Thursday, April 23, 2009

Adin Ballou

Today is the birthday of New England reformer Adin Ballou. He was born in 1803 into a Six-Principle Baptist family, but they converted ten years later to the Christian Connexion. In 1822, Ballou became a Unitarian (thereupon being disinherited by his father), but he was also intrigued by the doctrines of Restorationism and Practical Christianity, and tried to combine strains from all of these in his writing and lecturing over the next several years.

Still more "conversions" followed; he formed a denomination called the Massachusetts Association of Universal Restorationists in 1831, the same year he was dismissed from his Unitarian pulpit in Milford, MA. In 1838 he declared himself a follower of Christian Non-Resistance (what we might call pacifism), and shortly thereafter published a pamphlet called Standard of Practical Christianity. Believing that for Christians to make their beliefs into reality, they had to refashion society, he founded a
utopian community named Hopedale on a farm outside Milford. He and his followers embraced his causes of Non-Resistance and Practical Christianity, as well as abolitionism, temperance, and women's rights.

Now we get to the hymn part. The Hopedale Collection of Hymns and Songs, for the Use of Practical Christians, compiled by Ballou and including several hymns written by him, was published in 1850. The hymnal contained many established psalm paraphrases and older texts by Watts, Wesley, and others. Perhaps in accordance with Ballou's support for women's rights, there is a good proportion of texts by women; established writers such as
Anne Steele and Anna Laetitia Barbauld, and some who were members of the Hopedale community, such as Abby Price and Mary Colburn.

The new texts by Ballou and his followers were largely instructional, meant to reinforce the beliefs of the community. The hymnal contains the usual sort of sections, such as "Devotional," "Jesus Christ," and "Joy, Gratitude, Praise," but also sections for hymns of "Temperance," "Anti-Slavery," and "Christian Non-Resistance."

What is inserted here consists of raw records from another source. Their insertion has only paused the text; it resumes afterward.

//! HTTP route definitions.

mod backups;
mod health;

use crate::AppState;
use axum::Router;

/// Create all application routes.
pub fn create_routes() -> Router<AppState> {
    Router::new()
        .merge(health::routes())
        .merge(backups::routes())
}
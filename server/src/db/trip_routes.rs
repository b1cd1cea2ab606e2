//! Database operations for the routes table.

use sqlx::sqlite::SqliteRow;
use sqlx::{Row, SqliteConnection};
use waymark_engine::{EntityId, Record, Route};

/// A stored route row from the database.
#[derive(Debug)]
pub struct StoredRoute {
    pub id: EntityId,
    pub trip_id: EntityId,
    pub transport_type: String,
    pub geojson_data: String,
    pub color: Option<String>,
    pub created_at: Option<String>,
    pub updated_at: Option<String>,
}

impl<'r> sqlx::FromRow<'r, SqliteRow> for StoredRoute {
    fn from_row(row: &'r SqliteRow) -> Result<Self, sqlx::Error> {
        Ok(StoredRoute {
            id: row.try_get("id")?,
            trip_id: row.try_get("trip_id")?,
            transport_type: row.try_get("transport_type")?,
            geojson_data: row.try_get("geojson_data")?,
            color: row.try_get("color")?,
            created_at: row.try_get("created_at")?,
            updated_at: row.try_get("updated_at")?,
        })
    }
}

impl StoredRoute {
    pub fn into_record(self) -> Record<Route> {
        Record::new(
            Some(self.id),
            Route {
                trip_id: self.trip_id,
                transport_type: self.transport_type,
                geojson_data: self.geojson_data,
                color: self.color,
            },
        )
        .with_timestamps(self.created_at, self.updated_at)
    }
}

/// Every route, ordered by id.
pub async fn list_all(conn: &mut SqliteConnection) -> Result<Vec<StoredRoute>, sqlx::Error> {
    sqlx::query_as::<_, StoredRoute>(
        r#"
        SELECT id, trip_id, transport_type, geojson_data, color, created_at, updated_at
        FROM routes
        ORDER BY id ASC
        "#,
    )
    .fetch_all(conn)
    .await
}

/// Find a route on the same trip with identical transport and geometry.
///
/// `route.trip_id` must already be a target-store id.
pub async fn find_match(
    conn: &mut SqliteConnection,
    route: &Route,
) -> Result<Option<EntityId>, sqlx::Error> {
    sqlx::query_scalar::<_, EntityId>(
        r#"
        SELECT id FROM routes
        WHERE trip_id = ? AND transport_type = ? AND geojson_data = ?
        ORDER BY id ASC
        LIMIT 1
        "#,
    )
    .bind(route.trip_id)
    .bind(route.transport_type.as_str())
    .bind(route.geojson_data.as_str())
    .fetch_optional(conn)
    .await
}

pub async fn insert(conn: &mut SqliteConnection, route: &Route) -> Result<EntityId, sqlx::Error> {
    sqlx::query_scalar::<_, EntityId>(
        r#"
        INSERT INTO routes (trip_id, transport_type, geojson_data, color)
        VALUES (?, ?, ?, ?)
        RETURNING id
        "#,
    )
    .bind(route.trip_id)
    .bind(route.transport_type.as_str())
    .bind(route.geojson_data.as_str())
    .bind(route.color.as_deref())
    .fetch_one(conn)
    .await
}

/// Overwrite the display color, the only field outside the natural key.
pub async fn update(
    conn: &mut SqliteConnection,
    id: EntityId,
    route: &Route,
) -> Result<(), sqlx::Error> {
    sqlx::query("UPDATE routes SET color = ?, updated_at = CURRENT_TIMESTAMP WHERE id = ?")
        .bind(route.color.as_deref())
        .bind(id)
        .execute(conn)
        .await?;

    Ok(())
}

For example, these abolitionist verses of Ballou's:


Shall kidnapped Afric's race,
In Southern bondage held,
Forever plead their deep distress
And coldly be repelled?

O Lord, in thunder tones,
Rebuke these giant crimes;
Behold the victims, hear their groans,
And rescue them betimes.

The challenges of living in community were (perhaps) addressed in another hymn, which began:

My fleshly lusts I hate,
And all their works detest;
Yet strangely on their mandate wait,
And do their vile behest.

The citizens of Hopedale were longing for a better world, seen in Ballou's Years are coming, speed them onward (perhaps his only hymn to survive into the twentieth century). A more specific goal than world peace was expressed in these verses from another hymn:

Not individual souls alone
Require the new and heavenly birth,
Society, in sin up-grown,
Needs Christianizing o'er the earth.

The principles, by Jesus taught
Must be impartially applied,
And social institutions brought,
With laws divine to coincide.


While interesting in their historical and social context, none of these hymns is likely to be sung anywhere today. This following one of Ballou's perhaps comes closest for a modern congregation, though I think it might need a different first verse and the "non-resistant" jargon seems a bit clumsy today.

Forbear that treacherous sword!
Its deadly blade restrain;
For they that trust its base support
Shall perish with the slain.

Thus Jesus promptly stayed
Impetuous Peter's arm,
And though to murderous foes betrayed,
Forbade to do them harm.

Obedient to his voice
The first disciples proved --
And bore their non-resistant cross,
By scorn and wrath unmoved.

And let the faithful still
Revere its high command,
Returning only good for ill
With ever generous hand.

Adin Ballou, 1850
Tune:
BOYLSTON (S.M.)
Lowell Mason, 1832

I think Lowell Mason's BOYLSTON is the kind of tune that would have been known and sung by the people of Hopedale. Ballou clearly believed in the "powerful engine" of hymn singing (as Tuesday's Reginald Heber called it). Tuesday nights in Hopedale were devoted to community singing because Ballou felt that they needed more opportunities than Sunday worship to express their faith through song. He published another hymnal in 1856, Communal Songs and Hymns.

Like most other utopian communities, Hopedale had a fairly brief life, lasting only until 1856. It continued as a church, Hopedale Parish, in 1867 was admitted to the Unitarian denomination, and still is open today. Adin Ballou remained as the minister until his retirement in 1880.
Today, an organization of Friends of Adin Ballou continues to espouse his belief in a future of peace and cooperation.